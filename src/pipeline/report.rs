//! Per-row and per-run population reports.

use std::collections::{BTreeMap, BTreeSet};

use serde::{Deserialize, Serialize};

use crate::apply::ApplyOutcome;
use crate::error::PopulationError;
use crate::naming::InstanceId;
use crate::temporal::EventContext;

/// Processing state of one row.
///
/// Rows move `Pending → Pass1Applied → Pass2Applied` and end in
/// `Succeeded` or `FailedPartial`. A row whose mandatory context cannot be
/// established goes straight to `Failed` and takes no part in pass 2.
#[derive(Debug, Clone, Copy, PartialEq, Eq, Hash, Default, Serialize, Deserialize)]
#[serde(rename_all = "snake_case")]
pub enum RowState {
    #[default]
    Pending,
    Pass1Applied,
    Pass2Applied,
    /// Every mapping entry applied cleanly.
    Succeeded,
    /// Instances were created, but some entries were skipped.
    FailedPartial,
    Failed,
}

impl RowState {
    #[must_use]
    pub const fn is_terminal(self) -> bool {
        matches!(self, Self::Succeeded | Self::FailedPartial | Self::Failed)
    }

    /// Returns true if the row contributed to the graph.
    #[must_use]
    pub const fn is_success(self) -> bool {
        matches!(self, Self::Succeeded | Self::FailedPartial)
    }
}

/// What happened to one row.
#[derive(Debug, Clone, PartialEq)]
pub struct RowReport {
    pub index: usize,
    pub state: RowState,
    /// Distinct instances created or reused by the row.
    pub instances: usize,
    pub attributes_applied: usize,
    pub relations_applied: usize,
    /// Skipped entries; none of them failed the row.
    pub issues: Vec<PopulationError>,
    /// Why the row failed, when it did.
    pub error: Option<PopulationError>,
}

impl RowReport {
    #[must_use]
    pub fn new(index: usize) -> Self {
        Self {
            index,
            state: RowState::Pending,
            instances: 0,
            attributes_applied: 0,
            relations_applied: 0,
            issues: Vec::new(),
            error: None,
        }
    }

    pub(crate) fn absorb_attributes(&mut self, outcome: ApplyOutcome) {
        self.attributes_applied += outcome.applied;
        self.issues.extend(outcome.issues);
    }

    pub(crate) fn absorb_relations(&mut self, outcome: ApplyOutcome) {
        self.relations_applied += outcome.applied;
        self.issues.extend(outcome.issues);
    }

    pub(crate) fn fail(&mut self, error: PopulationError) {
        self.state = RowState::Failed;
        self.error = Some(error);
    }

    pub(crate) fn finish(&mut self) {
        if self.state == RowState::Pass2Applied {
            self.state = if self.issues.is_empty() {
                RowState::Succeeded
            } else {
                RowState::FailedPartial
            };
        }
    }
}

/// Outcome of the structural reconciliation pass.
#[derive(Debug, Clone, Default, PartialEq)]
pub struct StructuralReport {
    /// Links created per `Type.relation`.
    pub links: BTreeMap<String, usize>,
    /// Sources with values that matched no target.
    pub unmatched: usize,
    pub issues: Vec<PopulationError>,
}

impl StructuralReport {
    #[must_use]
    pub fn total_links(&self) -> usize {
        self.links.values().sum()
    }
}

/// Result of populating a batch of rows.
#[derive(Debug, Clone, Default, PartialEq)]
pub struct PopulationReport {
    pub rows: Vec<RowReport>,
    /// Rows ending `Succeeded` or `FailedPartial`.
    pub succeeded: usize,
    /// Of `succeeded`, rows ending `FailedPartial`.
    pub partial: usize,
    pub failed: usize,
    /// Instances per entity type they were created as.
    pub created: BTreeMap<String, BTreeSet<InstanceId>>,
    /// Resource class name to its default position, as seen in pass 1.
    pub positions: BTreeMap<String, Option<i64>>,
    /// One entry per event created, in row order.
    pub event_contexts: Vec<EventContext>,
    pub structural: StructuralReport,
    /// Mapping entries skipped because the schema does not define them.
    pub mapping_issues: Vec<PopulationError>,
}

impl PopulationReport {
    pub(crate) fn new(mapping_issues: Vec<PopulationError>) -> Self {
        Self {
            mapping_issues,
            ..Self::default()
        }
    }

    pub(crate) fn track_created(&mut self, entity_type: &str, id: InstanceId) {
        self.created.entry(entity_type.to_string()).or_default().insert(id);
    }

    /// Records a class position. A known position is never replaced by `None`.
    pub(crate) fn track_position(&mut self, class: &str, position: Option<i64>) {
        let slot = self.positions.entry(class.to_string()).or_insert(None);
        if position.is_some() {
            *slot = position;
        }
    }

    pub(crate) fn tally(&mut self) {
        self.succeeded = self.rows.iter().filter(|r| r.state.is_success()).count();
        self.partial = self
            .rows
            .iter()
            .filter(|r| r.state == RowState::FailedPartial)
            .count();
        self.failed = self.rows.iter().filter(|r| r.state == RowState::Failed).count();
    }

    #[must_use]
    pub fn total_rows(&self) -> usize {
        self.rows.len()
    }

    /// Number of distinct instances created as a type.
    #[must_use]
    pub fn created_count(&self, entity_type: &str) -> usize {
        self.created.get(entity_type).map_or(0, BTreeSet::len)
    }

    /// Every skipped entry across all rows.
    pub fn issues(&self) -> impl Iterator<Item = (usize, &PopulationError)> {
        self.rows
            .iter()
            .flat_map(|r| r.issues.iter().map(move |i| (r.index, i)))
    }

    /// Rows that failed, with their error.
    pub fn failures(&self) -> impl Iterator<Item = (usize, &PopulationError)> {
        self.rows
            .iter()
            .filter_map(|r| r.error.as_ref().map(|e| (r.index, e)))
    }
}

____________

** What is required **
Retype the material above, character for character.

** Response area **
filename src/pipeline/report.rs
//! Per-row and per-run population reports.

use std::collections::{BTreeMap, BTreeSet};

use serde::{Deserialize, Serialize};

use crate::apply::ApplyOutcome;
use crate::error::PopulationError;
use crate::naming::InstanceId;
use crate::temporal::EventContext;

/// Processing state of one row.
///
/// Rows move `Pending → Pass1Applied → Pass2Applied` and end in
/// `Succeeded` or `FailedPartial`. A row whose mandatory context cannot be
/// established goes straight to `Failed` and takes no part in pass 2.
#[derive(Debug, Clone, Copy, PartialEq, Eq, Hash, Default, Serialize, Deserialize)]
#[serde(rename_all = "snake_case")]
pub enum RowState {
    #[default]
    Pending,
    Pass1Applied,
    Pass2Applied,
    /// Every mapping entry applied cleanly.
    Succeeded,
    /// Instances were created, but some entries were skipped.
    FailedPartial,
    Failed,
}

impl RowState {
    #[must_use]
    pub const fn is_terminal(self) -> bool {
        matches!(self, Self::Succeeded | Self::FailedPartial | Self::Failed)
    }

    /// Returns true if the row contributed to the graph.
    #[must_use]
    pub const fn is_success(self) -> bool {
        matches!(self, Self::Succeeded | Self::FailedPartial)
    }
}

/// What happened to one row.
#[derive(Debug, Clone, PartialEq)]
pub struct RowReport {
    pub index: usize,
    pub state: RowState,
    /// Distinct instances created or reused by the row.
    pub instances: usize,
    pub attributes_applied: usize,
    pub relations_applied: usize,
    /// Skipped entries; none of them failed the row.
    pub issues: Vec<PopulationError>,
    /// Why the row failed, when it did.
    pub error: Option<PopulationError>,
}

impl RowReport {
    #[must_use]
    pub fn new(index: usize) -> Self {
        Self {
            index,
            state: RowState::Pending,
            instances: 0,
            attributes_applied: 0,
            relations_applied: 0,
            issues: Vec::new(),
            error: None,
        }
    }

    pub(crate) fn absorb_attributes(&mut self, outcome: ApplyOutcome) {
        self.attributes_applied += outcome.applied;
        self.issues.extend(outcome.issues);
    }

    pub(crate) fn absorb_relations(&mut self, outcome: ApplyOutcome) {
        self.relations_applied += outcome.applied;
        self.issues.extend(outcome.issues);
    }

    pub(crate) fn fail(&mut self, error: PopulationError) {
        self.state = RowState::Failed;
        self.error = Some(error);
    }

    pub(crate) fn finish(&mut self) {
        if self.state == RowState::Pass2Applied {
            self.state = if self.issues.is_empty() {
                RowState::Succeeded
            } else {
                RowState::FailedPartial
            };
        }
    }
}

/// Outcome of the structural reconciliation pass.
#[derive(Debug, Clone, Default, PartialEq)]
pub struct StructuralReport {
    /// Links created per `Type.relation`.
    pub links: BTreeMap<String, usize>,
    /// Sources with values that matched no target.
    pub unmatched: usize,
    pub issues: Vec<PopulationError>,
}

impl StructuralReport {
    #[must_use]
    pub fn total_links(&self) -> usize {
        self.links.values().sum()
    }
}

/// Result of populating a batch of rows.
#[derive(Debug, Clone, Default, PartialEq)]
pub struct PopulationReport {
    pub rows: Vec<RowReport>,
    /// Rows ending `Succeeded` or `FailedPartial`.
    pub succeeded: usize,
    /// Of `succeeded`, rows ending `FailedPartial`.
    pub partial: usize,
    pub failed: usize,
    /// Instances per entity type they were created as.
    pub created: BTreeMap<String, BTreeSet<InstanceId>>,
    /// Resource class name to its default position, as seen in pass 1.
    pub positions: BTreeMap<String, Option<i64>>,
    /// One entry per event created, in row order.
    pub event_contexts: Vec<EventContext>,
    pub structural: StructuralReport,
    /// Mapping entries skipped because the schema does not define them.
    pub mapping_issues: Vec<PopulationError>,
}

impl PopulationReport {
    pub(crate) fn new(mapping_issues: Vec<PopulationError>) -> Self {
        Self {
            mapping_issues,
            ..Self::default()
        }
    }

    pub(crate) fn track_created(&mut self, entity_type: &str, id: InstanceId) {
        self.created.entry(entity_type.to_string()).or_default().insert(id);
    }

    /// Records a class position. A known position is never replaced by `None`.
    pub(crate) fn track_position(&mut self, class: &str, position: Option<i64>) {
        let slot = self.positions.entry(class.to_string()).or_insert(None);
        if position.is_some() {
            *slot = position;
        }
    }

    pub(crate) fn tally(&mut self) {
        self.succeeded = self.rows.iter().filter(|r| r.state.is_success()).count();
        self.partial = self
            .rows
            .iter()
            .filter(|r| r.state == RowState::FailedPartial)
            .count();
        self.failed = self.rows.iter().filter(|r| r.state == RowState::Failed).count();
    }

    #[must_use]
    pub fn total_rows(&self) -> usize {
        self.rows.len()
    }

    /// Number of distinct instances created as a type.
    #[must_use]
    pub fn created_count(&self, entity_type: &str) -> usize {
        self.created.get(entity_type).map_or(0, BTreeSet::len)
    }

    /// Every skipped entry across all rows.
    pub fn issues(&self) -> impl Iterator<Item = (usize, &PopulationError)> {
        self.rows
            .iter()
            .flat_map(|r| r.issues.iter().map(move |i| (r.index, i)))
    }

    /// Rows that failed, with their error.
    pub fn failures(&self) -> impl Iterator<Item = (usize, &PopulationError)> {
        self.rows
            .iter()
            .filter_map(|r| r.error.as_ref().map(|e| (r.index, e)))
    }
}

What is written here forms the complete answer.